Prima di tutto ho dovuto superare le argomentazioni tipo: non fumo molto, in fondo mi piace, lo trovo rilassante, di qualche cosa bisogna pur morire… e la lista potrebbe continuare all’infinito, siamo così bravi a trovare argomentazioni a sostegno dei nostri comportamenti… la realtà era, che se scoprivo di avere solo un paio di sigarette nel pacchetto, dovevo trovare subito un distributore, un tabacchino… se decidevo di diminuire la quantità giornaliera, era come vivessi solo per arrivare al momento deputato al fumo della sigaretta successiva.

Avevo scelto un giorno di fumare, un giorno!

La domanda che mi feci a quel punto fu:

Vuoi delegare la tua serenità a una sigaretta? Vuoi permettere a pochi grammi di tabacco di decidere le tue priorità?

Mi disturbava tantissimo la risposta…

La storia del “posso smettere quando voglio” è proprio una bella storia ma se non ti impegni a mettere in atto un cambiamento e hai una motivazione forte, reale, e importante, sarai recidivo.

Ero a Vicenza, stavo facendo un percorso formativo di PNL (Programmazione Neuro Linguistica) stavamo lavorando sul conseguimento di un obiettivo da collocare in una time-line (un percorso temporale).

Quale obiettivo migliore di smettere di fumare?
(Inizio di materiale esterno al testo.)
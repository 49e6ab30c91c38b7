//! # abdd-rs: Automata-based Binary Decision Diagrams in Rust
//!
//! **`abdd-rs`** canonicalizes *ABDDs*: decision diagrams written as bottom-up tree automata,
//! where a transition slot may name a **box**, a small pattern automaton that stands for a
//! whole family of subtrees (for instance "skip any number of variables").
//!
//! ## What is an ABDD?
//!
//! A classic BDD is a decision diagram with *reduction rules* baked in: redundant tests are
//! removed, zero-suppressed tests are removed, and so on. An ABDD generalizes this by making the
//! rules explicit. Each rule is a box, and the chosen box order decides which reductions apply.
//! The same Boolean function therefore has one canonical ABDD per box order.
//!
//! ## The pipeline
//!
//! Canonicalization runs three stages, each a pure function from [`Automaton`][crate::automaton::Automaton]
//! to `Automaton`:
//!
//! - **[`unfold`]**: expands every box reference into explicit, variable-tagged structure.
//! - **[`normalize`]**: a level-by-level subset construction that merges states with the same
//!   behavior, producing one state per behavior and level.
//! - **[`fold`]**: reinstalls boxes in priority order, using the box finder from
//!   [`intersectoid`] to decide where a box occurs and where its ports lead.
//!
//! [`pipeline::canonicalize`] runs all three and renumbers the result, so a canonical form
//! canonicalizes to itself.
//!
//! ## Basic Usage
//!
//! ```rust
//! use abdd_rs::automaton::Automaton;
//! use abdd_rs::boxes::{box_order, BoxCatalogue};
//! use abdd_rs::eval::equivalent;
//! use abdd_rs::pipeline::canonicalize;
//!
//! // 1. The box catalogue is a plain value
//! let catalogue = BoxCatalogue::standard();
//!
//! // 2. Build f = x1 AND x3 as a complete decision tree over 3 variables
//! let tree = Automaton::from_truth_table(3, |v| v[0] && v[2]);
//!
//! // 3. Canonicalize with the classic BDD reduction (the "X" skip box)
//! let order = box_order("bdd").unwrap();
//! let canon = canonicalize(&tree, &catalogue, order, 3).unwrap();
//!
//! // 4. Same function, far fewer states
//! assert!(canon.num_states() < tree.num_states());
//! assert!(equivalent(&tree, &canon, &catalogue, 3).unwrap());
//! ```
//!
//! ## Core Components
//!
//! - **[`automaton`]**, **[`transition`]**, **[`types`]**: the state arena and its transitions.
//! - **[`algebra`]**: reachability, trimming and non-emptiness.
//! - **[`boxes`]**: the box catalogue and the named box orders.
//! - **[`eval`]**: evaluation, truth tables and model counting.
//!
//! The library logs through the [`log`](https://docs.rs/log) facade and never installs a logger.

pub mod algebra;
pub mod automaton;
pub mod boxes;
pub mod error;
pub mod eval;
pub mod fold;
pub mod intersectoid;
pub mod normalize;
pub mod pipeline;
pub mod transition;
pub mod types;
pub mod unfold;
//! Canonicalization pipeline benchmarks.
//!
//! Each stage is timed on decision trees of generated functions, so the
//! input size doubles with every variable.
//!
//! Run with:
//! ```bash
//! cargo bench --bench pipeline
//! ```

use abdd_rs::automaton::Automaton;
use abdd_rs::boxes::{box_order, BoxCatalogue};
use abdd_rs::fold::fold;
use abdd_rs::normalize::normalize;
use abdd_rs::pipeline::canonicalize;
use abdd_rs::unfold::unfold;
use criterion::{criterion_group, criterion_main, BenchmarkId, Criterion, Throughput};

// ============================================================================
// Helpers
// ============================================================================

/// x1 AND xn, with every middle variable a don't-care.
fn ends(n: u32) -> Automaton {
    Automaton::from_truth_table(n, |v| v[0] && v[v.len() - 1])
}

fn parity(n: u32) -> Automaton {
    Automaton::from_truth_table(n, |v| v.iter().filter(|&&b| b).count() % 2 == 1)
}

// ============================================================================
// Benchmarks
// ============================================================================

fn bench_stages(c: &mut Criterion) {
    let catalogue = BoxCatalogue::standard();
    let order = box_order("bdd").unwrap_or(&["X"]);
    let mut group = c.benchmark_group("stages");

    for n in [4u32, 6, 8] {
        let tree = ends(n);
        group.throughput(Throughput::Elements(tree.num_states() as u64));

        group.bench_with_input(BenchmarkId::new("normalize", n), &tree, |b, tree| {
            b.iter(|| normalize(tree, n).unwrap())
        });

        let normalized = normalize(&tree, n).unwrap();
        group.bench_with_input(BenchmarkId::new("fold", n), &normalized, |b, aut| {
            b.iter(|| fold(aut, &catalogue, order, n).unwrap())
        });

        let folded = fold(&normalized, &catalogue, order, n).unwrap();
        group.bench_with_input(BenchmarkId::new("unfold", n), &folded, |b, aut| {
            b.iter(|| unfold(aut, &catalogue, n).unwrap())
        });
    }

    group.finish();
}

fn bench_box_orders(c: &mut Criterion) {
    let catalogue = BoxCatalogue::standard();
    let n = 6;
    let tree = parity(n);
    let mut group = c.benchmark_group("box_orders");
    group.sample_size(20);

    for name in ["bdd", "zbdd", "esr", "full"] {
        let Some(order) = box_order(name) else { continue };
        group.bench_with_input(BenchmarkId::new("canonicalize", name), &tree, |b, tree| {
            b.iter(|| canonicalize(tree, &catalogue, order, n).unwrap())
        });
    }

    group.finish();
}

criterion_group!(benches, bench_stages, bench_box_orders);
criterion_main!(benches);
Non avevo più scuse, se volevo interrompere quella dipendenza, la vita mi dava un’ottima opportunità, farlo in modo strutturato, concreto e serio.
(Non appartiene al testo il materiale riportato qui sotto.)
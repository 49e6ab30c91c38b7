//! Unfolding: expanding box references into explicit structure.
//!
//! Every slot that names a box is replaced by a fresh copy of the box
//! automaton. The copy is entered one level below the boxed transition, and
//! each port state of the copy continues as the corresponding child of the
//! slot: it receives copies of that child's transitions.
//!
//! Box automata carry no variables, so each copy is saturated with variable
//! tags on the fly. The root starts one level past the boxed edge, port
//! states sit at the level of the state they continue into, terminal leaves
//! sit at the terminal level, and the remaining tags follow from alternating
//! top-down and bottom-up propagation. Self-loops stay untagged.
//!
//! A root box is expanded first: its copy is entered at `x1` and becomes the
//! only root.

use std::collections::{BTreeMap, BTreeSet};

use log::{debug, trace};

use crate::algebra::trim;
use crate::automaton::Automaton;
use crate::boxes::{BoxCatalogue, BoxDef};
use crate::error::{AbddError, StructuralError};
use crate::transition::{BoxSlot, Transition};
use crate::types::{StateId, Symbol, Var};

/// No slot of `aut` names a box and there is no root box.
pub fn is_unfolded(aut: &Automaton) -> bool {
    aut.root_box().is_none() && !aut.iter_transitions().any(Transition::has_box)
}

/// Expands every box reference of `aut`.
///
/// `max_var` is the number of decision variables; untagged terminal
/// transitions are tagged with the terminal level `x{max_var+1}`. The
/// result is box-free, trimmed and accepts the same trees as `aut`.
pub fn unfold(aut: &Automaton, catalogue: &BoxCatalogue, max_var: u32) -> Result<Automaton, AbddError> {
    debug!(
        "unfold(states = {}, transitions = {}, max_var = {})",
        aut.num_states(),
        aut.num_transitions(),
        max_var
    );
    catalogue.check_automaton(aut)?;

    let terminal = Var::terminal(max_var);
    let mut result = aut.clone();
    tag_terminals(&mut result, terminal);
    if let Some(root_box) = result.take_root_box() {
        let levels = result.natural_levels()?;
        let def = catalogue.get(&root_box.name)?;
        let mut redirects = Vec::new();
        let root = instantiate(&mut result, def, Var::new(1), &root_box.targets, &levels, terminal, &mut redirects)?;
        trace!("root box {} -> {}", root_box, root);
        result.set_roots(vec![root]);
        redirect(&mut result, redirects);
    }

    let mut passes = 0;
    while !is_unfolded(&result) {
        passes += 1;
        unfold_pass(&mut result, catalogue, terminal)?;
    }
    trim(&mut result);

    debug!(
        "unfold: {} pass(es) -> states = {}, transitions = {}",
        passes,
        result.num_states(),
        result.num_transitions()
    );
    Ok(result)
}

fn tag_terminals(aut: &mut Automaton, terminal: Var) {
    let states: Vec<StateId> = aut.states().collect();
    for state in states {
        if let Some(list) = aut.transitions_mut(state) {
            for t in list.iter_mut().filter(|t| t.symbol.is_terminal() && t.var.is_none()) {
                t.var = Some(terminal);
            }
        }
    }
}

/// Expands the box slots present at the start of the pass. Boxes nested
/// inside box automata show up as new boxed transitions for the next pass.
fn unfold_pass(result: &mut Automaton, catalogue: &BoxCatalogue, terminal: Var) -> Result<(), AbddError> {
    let levels = result.natural_levels()?;
    let mut redirects: Vec<(StateId, StateId)> = Vec::new();

    let states: Vec<StateId> = result.states().collect();
    for state in states {
        if !result.transitions(state).iter().any(Transition::has_box) {
            continue;
        }
        let old = result.take_transitions(state);
        let mut new = Vec::with_capacity(old.len());
        for t in old {
            if t.has_box() {
                new.push(expand(result, catalogue, &t, &levels, terminal, &mut redirects)?);
            } else {
                new.push(t);
            }
        }
        result.set_transitions(state, new);
    }
    redirect(result, redirects);
    Ok(())
}

/// Gives each port state of a box copy the transitions of its target.
fn redirect(result: &mut Automaton, redirects: Vec<(StateId, StateId)>) {
    for (port, target) in redirects {
        let copies: Vec<Transition> = result
            .transitions(target)
            .iter()
            .map(|t| Transition {
                source: port,
                ..t.clone()
            })
            .collect();
        trace!("redirect {} -> {} ({} transitions)", port, target, copies.len());
        for t in copies {
            result.add_transition(t);
        }
    }
}

/// Replaces each boxed slot of `t` by the root of a fresh box copy.
fn expand(
    result: &mut Automaton,
    catalogue: &BoxCatalogue,
    t: &Transition,
    levels: &BTreeMap<StateId, Var>,
    terminal: Var,
    redirects: &mut Vec<(StateId, StateId)>,
) -> Result<Transition, AbddError> {
    let var = t.var.ok_or(StructuralError::MissingVariable { state: t.source })?;
    let spans = catalogue.slot_spans(t)?;

    let mut children = Vec::with_capacity(t.slots.len());
    for (slot, span) in t.slots.iter().zip(spans) {
        match slot {
            BoxSlot::NoBox => children.extend_from_slice(&t.children[span]),
            BoxSlot::Boxed(name) => {
                let def = catalogue.get(name)?;
                let targets = &t.children[span];
                let root = instantiate(result, def, var.next(), targets, levels, terminal, redirects)?;
                trace!("expand {} slot {} -> {}", t.source, name, root);
                children.push(root);
            }
        }
    }
    let slots = vec![BoxSlot::NoBox; t.slots.len()];
    Ok(Transition::new(t.source, t.symbol, children, slots, t.var))
}

/// Copies `def` into `result` with fresh states and returns the copy's root.
fn instantiate(
    result: &mut Automaton,
    def: &BoxDef,
    start: Var,
    targets: &[StateId],
    levels: &BTreeMap<StateId, Var>,
    terminal: Var,
    redirects: &mut Vec<(StateId, StateId)>,
) -> Result<StateId, AbddError> {
    let port_levels = targets
        .iter()
        .map(|&s| levels.get(&s).copied().ok_or(StructuralError::MissingVariable { state: s }))
        .collect::<Result<Vec<Var>, _>>()?;

    let tags = saturate(def, start, &port_levels, terminal);

    let mut rename: BTreeMap<StateId, StateId> = BTreeMap::new();
    for state in def.automaton().states() {
        rename.insert(state, result.add_state());
    }

    for (t, tag) in def.automaton().iter_transitions().zip(tags) {
        if t.symbol.is_port() {
            continue;
        }
        let children = t.children.iter().map(|c| rename[c]).collect();
        result.add_transition(Transition::new(rename[&t.source], t.symbol, children, t.slots.clone(), tag));
    }

    for (k, port) in def.port_states().iter().enumerate() {
        redirects.push((rename[port], targets[k]));
    }
    Ok(rename[&def.root()])
}

/// Variable tags for the transitions of `def`, in iteration order.
fn saturate(def: &BoxDef, start: Var, port_levels: &[Var], terminal: Var) -> Vec<Option<Var>> {
    let transitions: Vec<&Transition> = def.automaton().iter_transitions().collect();
    let looping: BTreeSet<StateId> = transitions.iter().filter(|t| t.is_self_loop()).map(|t| t.source).collect();

    let mut level: BTreeMap<StateId, Var> = BTreeMap::new();
    level.insert(def.root(), start);
    for (&port, &l) in def.port_states().iter().zip(port_levels) {
        level.insert(port, l);
    }

    let mut tags: Vec<Option<Var>> = transitions.iter().map(|t| t.var).collect();
    for (i, t) in transitions.iter().enumerate() {
        match t.symbol {
            Symbol::Port(_) => tags[i] = level.get(&t.source).copied(),
            Symbol::Terminal(_) => {
                tags[i] = Some(terminal);
                level.insert(t.source, terminal);
            }
            Symbol::Branch => {}
        }
    }

    loop {
        let mut progress = false;

        // Top-down: a non-looping state at level l decides l.
        for (i, t) in transitions.iter().enumerate() {
            if tags[i].is_some() || t.is_leaf() || t.is_self_loop() || looping.contains(&t.source) {
                continue;
            }
            let Some(&l) = level.get(&t.source) else {
                continue;
            };
            tags[i] = Some(l);
            for &child in &t.children {
                level.entry(child).or_insert_with(|| l.next());
            }
            progress = true;
        }

        // Bottom-up: one level above a non-looping child.
        for (i, t) in transitions.iter().enumerate() {
            if tags[i].is_some() || t.is_leaf() || t.is_self_loop() || !level.contains_key(&t.source) {
                continue;
            }
            let above = t
                .children
                .iter()
                .filter(|c| !looping.contains(c))
                .filter_map(|c| level.get(c))
                .last()
                .and_then(|l| l.prev());
            if let Some(l) = above {
                tags[i] = Some(l);
                level.insert(t.source, l);
                progress = true;
            }
        }

        if !progress {
            break;
        }
    }
    tags
}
A quel punto feci leva su: volontà, ambizioni e soprattutto orgoglio. Ricordo di aver pensato ad altri obiettivi che avevo superato o che volevo conseguire e mi chiesi:

Ma come puoi pensare di conquistare obiettivi così ambiziosi se non sei neppure capace di dire NO a una sigaretta?

Da quel momento mantenni viva quella domanda per il tempo necessario a gestire la dipendenza e nell’arco di poche settimane il peggio era passato!
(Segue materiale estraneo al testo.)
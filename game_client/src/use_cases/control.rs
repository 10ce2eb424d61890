// Per-frame local control: aim, tray, fire, shop and debug keys. Runs on the frame
// interval, independently of inbound events.

use crate::domain::{
    Clip, GeometryError, HudSlot, InputFrame, Key, RenderCommand, SpriteKind, aim_heading,
};
use crate::use_cases::context::SceneContext;
use crate::use_cases::debug::DebugAction;
use crate::use_cases::types::{OutboundEvent, ShotInfo};
use std::time::Instant;
use tracing::debug;

#[derive(Debug, Default)]
pub struct ControlLoop {
    // Set on a shot; cleared once the pointer is seen up.
    fire_latch: bool,
}

impl ControlLoop {
    pub fn new() -> Self {
        Self::default()
    }

    /// One frame of input. Non-finite pointer coordinates fail the frame before anything
    /// is emitted.
    pub fn frame(
        &mut self,
        ctx: &mut SceneContext,
        input: &InputFrame,
        now: Instant,
    ) -> Result<(), GeometryError> {
        // Nothing to control until the local tank is mirrored.
        if ctx.is_torn_down() || ctx.spectating || ctx.registry.local().is_none() {
            return Ok(());
        }

        if !input.pointer.is_down {
            self.fire_latch = false;
        }

        self.steer(ctx, input, now)?;

        if let Some(kind) = input.upgrade_clicked {
            ctx.emit(OutboundEvent::AttemptUpgrade(kind));
        }

        for &key in &input.key_events {
            handle_key(ctx, key);
        }
        if let Some(session) = ctx.debug.as_mut() {
            session.observe_held(|key| input.is_held(key));
        }
        Ok(())
    }

    fn steer(
        &mut self,
        ctx: &mut SceneContext,
        input: &InputFrame,
        now: Instant,
    ) -> Result<(), GeometryError> {
        let Some(player) = ctx.registry.local_mut() else {
            return Ok(());
        };
        let pointer = input.pointer;
        let barrel = player.barrel_position();
        let rotation = aim_heading(pointer.x, pointer.y, barrel.x, barrel.y)?;
        player.rotation = rotation;
        let id = player.id.clone();
        let can_fire = player.can_fire();

        ctx.render.push(RenderCommand::Rotate {
            kind: SpriteKind::TankBarrel,
            id: id.clone(),
            rotation,
        });
        ctx.emit(OutboundEvent::RotationChange { radians: rotation });

        if let Some(slide) = ctx.tray.update(pointer.y, now) {
            ctx.render.push(RenderCommand::SlideTray {
                offset_y: slide.offset_y,
                duration: slide.duration,
            });
        }

        let below_tray = pointer.y >= ctx.tray.cutoff_y();
        if !self.fire_latch && pointer.is_down && below_tray && can_fire {
            self.fire_latch = true;
            ctx.render.push(RenderCommand::Play {
                kind: SpriteKind::TankBarrel,
                id,
                clip: Clip::Fire,
            });
            ctx.emit(OutboundEvent::MissileShot(ShotInfo {
                x: barrel.x,
                y: barrel.y,
                mouse_x: pointer.x,
                mouse_y: pointer.y,
                rotation,
            }));
        }
        Ok(())
    }
}

fn handle_key(ctx: &mut SceneContext, key: Key) {
    if key == Key::Backquote {
        ctx.emit(OutboundEvent::EnterDebug);
        return;
    }

    let Some(session) = ctx.debug.as_mut() else {
        return;
    };
    match session.on_key_down(key) {
        DebugAction::Select(field) => {
            debug!(field = field.name(), "debug field selected");
            ctx.set_text(HudSlot::DebugBanner, format!("Debug: {}", field.name()));
        }
        DebugAction::Adjust { field, delta } => {
            ctx.emit(OutboundEvent::DebugAdjust { field, delta });
        }
        DebugAction::Nothing => {}
    }
}

#[cfg(test)]
mod tests {
    use super::*;
    use crate::domain::{Ammo, DebugField, EntityId, LocalPlayer, UpgradeKind, Vec2};
    use crate::use_cases::debug::{DebugBaseline, DebugSession};
    use crate::use_cases::types::TransportPort;
    use tokio::sync::mpsc;

    struct Recording(mpsc::UnboundedSender<OutboundEvent>);

    impl TransportPort for Recording {
        fn emit(&mut self, event: OutboundEvent) {
            let _ = self.0.send(event);
        }
    }

    fn scene_with_local(missiles: u32) -> (SceneContext, mpsc::UnboundedReceiver<OutboundEvent>) {
        let (tx, rx) = mpsc::unbounded_channel();
        let mut ctx = SceneContext::new(EntityId::from("A"), Box::new(Recording(tx)));
        let mut player = LocalPlayer::new(
            EntityId::from("A"),
            Vec2::new(400.0, 600.0),
            Ammo::new(missiles, 5),
        );
        player.out_of_ammo = missiles == 0;
        ctx.registry.set_local(player);
        (ctx, rx)
    }

    fn drain(rx: &mut mpsc::UnboundedReceiver<OutboundEvent>) -> Vec<OutboundEvent> {
        let mut events = Vec::new();
        while let Ok(event) = rx.try_recv() {
            events.push(event);
        }
        events
    }

    fn shots(events: &[OutboundEvent]) -> usize {
        events
            .iter()
            .filter(|e| matches!(e, OutboundEvent::MissileShot(_)))
            .count()
    }

    #[test]
    fn when_local_player_exists_then_rotation_is_sent_every_frame() {
        let (mut ctx, mut rx) = scene_with_local(3);
        let mut control = ControlLoop::new();
        let input = InputFrame::default().pointer_at(400.0, 300.0, false);

        control.frame(&mut ctx, &input, Instant::now()).expect("finite pointer");
        control.frame(&mut ctx, &input, Instant::now()).expect("finite pointer");

        let events = drain(&mut rx);
        assert_eq!(events.len(), 2);
        assert!(events.iter().all(|e| matches!(e, OutboundEvent::RotationChange { .. })));
        // Pointer straight above the barrel.
        let rotation = ctx.registry.local().expect("local").rotation;
        assert!(rotation.abs() < 1e-5);
    }

    #[test]
    fn when_no_local_player_then_nothing_is_sent() {
        let (tx, mut rx) = mpsc::unbounded_channel();
        let mut ctx = SceneContext::new(EntityId::from("A"), Box::new(Recording(tx)));
        ctx.debug = Some(DebugSession::new(DebugBaseline::default()));
        let mut input = InputFrame::default()
            .pointer_at(10.0, 500.0, true)
            .press(Key::Backquote)
            .press(Key::Digit(0))
            .press(Key::Minus);
        input.upgrade_clicked = Some(UpgradeKind::Speed);

        ControlLoop::new()
            .frame(&mut ctx, &input, Instant::now())
            .expect("no geometry without a player");

        assert!(drain(&mut rx).is_empty());
        assert!(ctx.render.is_empty());
        let selected = ctx.debug.as_ref().and_then(|session| session.selected());
        assert_eq!(selected, None);
    }

    #[test]
    fn when_pointer_is_held_then_only_one_shot_fires_until_release() {
        let (mut ctx, mut rx) = scene_with_local(3);
        let mut control = ControlLoop::new();
        let down = InputFrame::default().pointer_at(420.0, 500.0, true);
        let up = InputFrame::default().pointer_at(420.0, 500.0, false);
        let now = Instant::now();

        control.frame(&mut ctx, &down, now).expect("frame");
        control.frame(&mut ctx, &down, now).expect("frame");
        assert_eq!(shots(&drain(&mut rx)), 1);

        control.frame(&mut ctx, &up, now).expect("frame");
        control.frame(&mut ctx, &down, now).expect("frame");
        assert_eq!(shots(&drain(&mut rx)), 1);
    }

    #[test]
    fn when_shot_fires_then_it_carries_barrel_and_pointer() {
        let (mut ctx, mut rx) = scene_with_local(3);
        let down = InputFrame::default().pointer_at(420.0, 500.0, true);

        ControlLoop::new().frame(&mut ctx, &down, Instant::now()).expect("frame");

        let shot = drain(&mut rx).into_iter().find_map(|e| match e {
            OutboundEvent::MissileShot(shot) => Some(shot),
            _ => None,
        });
        let shot = shot.expect("shot emitted");
        assert_eq!((shot.x, shot.y), (400.0, 590.0));
        assert_eq!((shot.mouse_x, shot.mouse_y), (420.0, 500.0));
    }

    #[test]
    fn when_out_of_ammo_or_pointer_over_tray_then_no_shot() {
        let (mut ctx, mut rx) = scene_with_local(0);
        let mut control = ControlLoop::new();
        control
            .frame(&mut ctx, &InputFrame::default().pointer_at(420.0, 500.0, true), Instant::now())
            .expect("frame");
        assert_eq!(shots(&drain(&mut rx)), 0);

        let (mut ctx, mut rx) = scene_with_local(3);
        control
            .frame(&mut ctx, &InputFrame::default().pointer_at(420.0, 50.0, true), Instant::now())
            .expect("frame");
        assert_eq!(shots(&drain(&mut rx)), 0);
        assert!(ctx.tray.is_extended());
    }

    #[test]
    fn when_spectating_then_frames_are_inert() {
        let (mut ctx, mut rx) = scene_with_local(3);
        ctx.spectating = true;
        let input = InputFrame::default()
            .pointer_at(420.0, 500.0, true)
            .press(Key::Backquote);

        ControlLoop::new().frame(&mut ctx, &input, Instant::now()).expect("frame");

        assert!(drain(&mut rx).is_empty());
        assert!(ctx.render.is_empty());
    }

    #[test]
    fn when_pointer_is_not_finite_then_frame_fails() {
        let (mut ctx, _rx) = scene_with_local(3);
        let input = InputFrame::default().pointer_at(f32::NAN, 10.0, false);

        let result = ControlLoop::new().frame(&mut ctx, &input, Instant::now());

        assert_eq!(result, Err(GeometryError::InvalidArgument));
    }

    #[test]
    fn when_shop_button_clicked_then_upgrade_is_attempted() {
        let (mut ctx, mut rx) = scene_with_local(3);
        let mut input = InputFrame::default().pointer_at(100.0, 50.0, true);
        input.upgrade_clicked = Some(UpgradeKind::MaxMissiles);

        ControlLoop::new().frame(&mut ctx, &input, Instant::now()).expect("frame");

        assert!(drain(&mut rx).contains(&OutboundEvent::AttemptUpgrade(UpgradeKind::MaxMissiles)));
    }

    #[test]
    fn when_debug_key_pressed_then_enter_debug_is_requested() {
        let (mut ctx, mut rx) = scene_with_local(3);
        let input = InputFrame::default().pointer_at(400.0, 300.0, false).press(Key::Backquote);

        ControlLoop::new().frame(&mut ctx, &input, Instant::now()).expect("frame");

        assert!(drain(&mut rx).contains(&OutboundEvent::EnterDebug));
        assert!(ctx.debug.is_none());
    }

    #[test]
    fn when_minus_is_held_on_comet_speed_then_one_adjustment_until_release() {
        let (mut ctx, mut rx) = scene_with_local(3);
        ctx.debug = Some(DebugSession::new(DebugBaseline::default()));
        let mut control = ControlLoop::new();
        let now = Instant::now();
        let at = |frame: InputFrame| frame.pointer_at(400.0, 300.0, false);

        let frames = [
            at(InputFrame::default().press(Key::Digit(0))),
            at(InputFrame::default().press(Key::Minus)),
            // Auto-repeat while held.
            at(InputFrame::default().press(Key::Minus)),
            at(InputFrame::default().hold(Key::Minus)),
        ];
        for frame in &frames {
            control.frame(&mut ctx, frame, now).expect("frame");
        }

        let adjustments: Vec<_> = drain(&mut rx)
            .into_iter()
            .filter(|e| matches!(e, OutboundEvent::DebugAdjust { .. }))
            .collect();
        assert_eq!(
            adjustments,
            vec![OutboundEvent::DebugAdjust {
                field: DebugField::CometSpeed,
                delta: Some(-1),
            }]
        );
        assert_eq!(ctx.hud.get(HudSlot::DebugBanner), Some("Debug: cometSpeed"));

        control.frame(&mut ctx, &at(InputFrame::default()), now).expect("frame");
        control.frame(&mut ctx, &at(InputFrame::default().press(Key::Minus)), now).expect("frame");
        let again = drain(&mut rx)
            .into_iter()
            .filter(|e| matches!(e, OutboundEvent::DebugAdjust { .. }))
            .count();
        assert_eq!(again, 1);
    }
}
Questa strategia l’ho usata anche in altri ambiti e ha funzionato; vale per me e non è detto che possa valere per altri, ma il principio essenziale è che a volte la sola volontà non è sufficiente, va supportata con argomentazioni che solo noi possiamo ritenere valide per noi stessi.

Confutare ogni alibi, creare valide ragioni a sostegno e agire di conseguenza, soprattutto non abbassare immediatamente la guardia, ci vuole un po’ di tempo per sostituire tutti gli automatismi.

Principalmente le dipendenze sono legate alle abitudini, che equivalgono a “non presenza”. Il cambiamento prevede una presenza a noi stessi “attiva” e richiede tempo e costanza per essere metabolizzato.

In sintesi è importante che prendiamo coscienza del fatto che ogni dipendenza è qualcosa che ci allontana da noi stessi fino a farci sentire degli estranei; dei burattini i cui fili sono mossi da quelle “scelte” che noi inizialmente avevamo messo in atto e che poi si sono ritorte contro.

Quelle scelte prima di diventare croniche, vanno individuate e accettate prima di essere interrotte, tutto questo prevede una grande onestà con noi stessi.

È gratificante superare una dipendenza, riabilita la percezione che si ha di noi stessi e migliora la propria autostima.


 
… al prossimo specchio!
L’uomo di fede, il “credente” di ogni specie, è necessariamente un uomo dipendente − un uomo che non può disporre se stesso come scopo, che non può in generale disporre scopi derivandoli da se stesso.

Il “credente” non si appartiene, egli può essere soltanto un mezzo, egli deve essere usato, sente la necessità che qualcuno lo usi.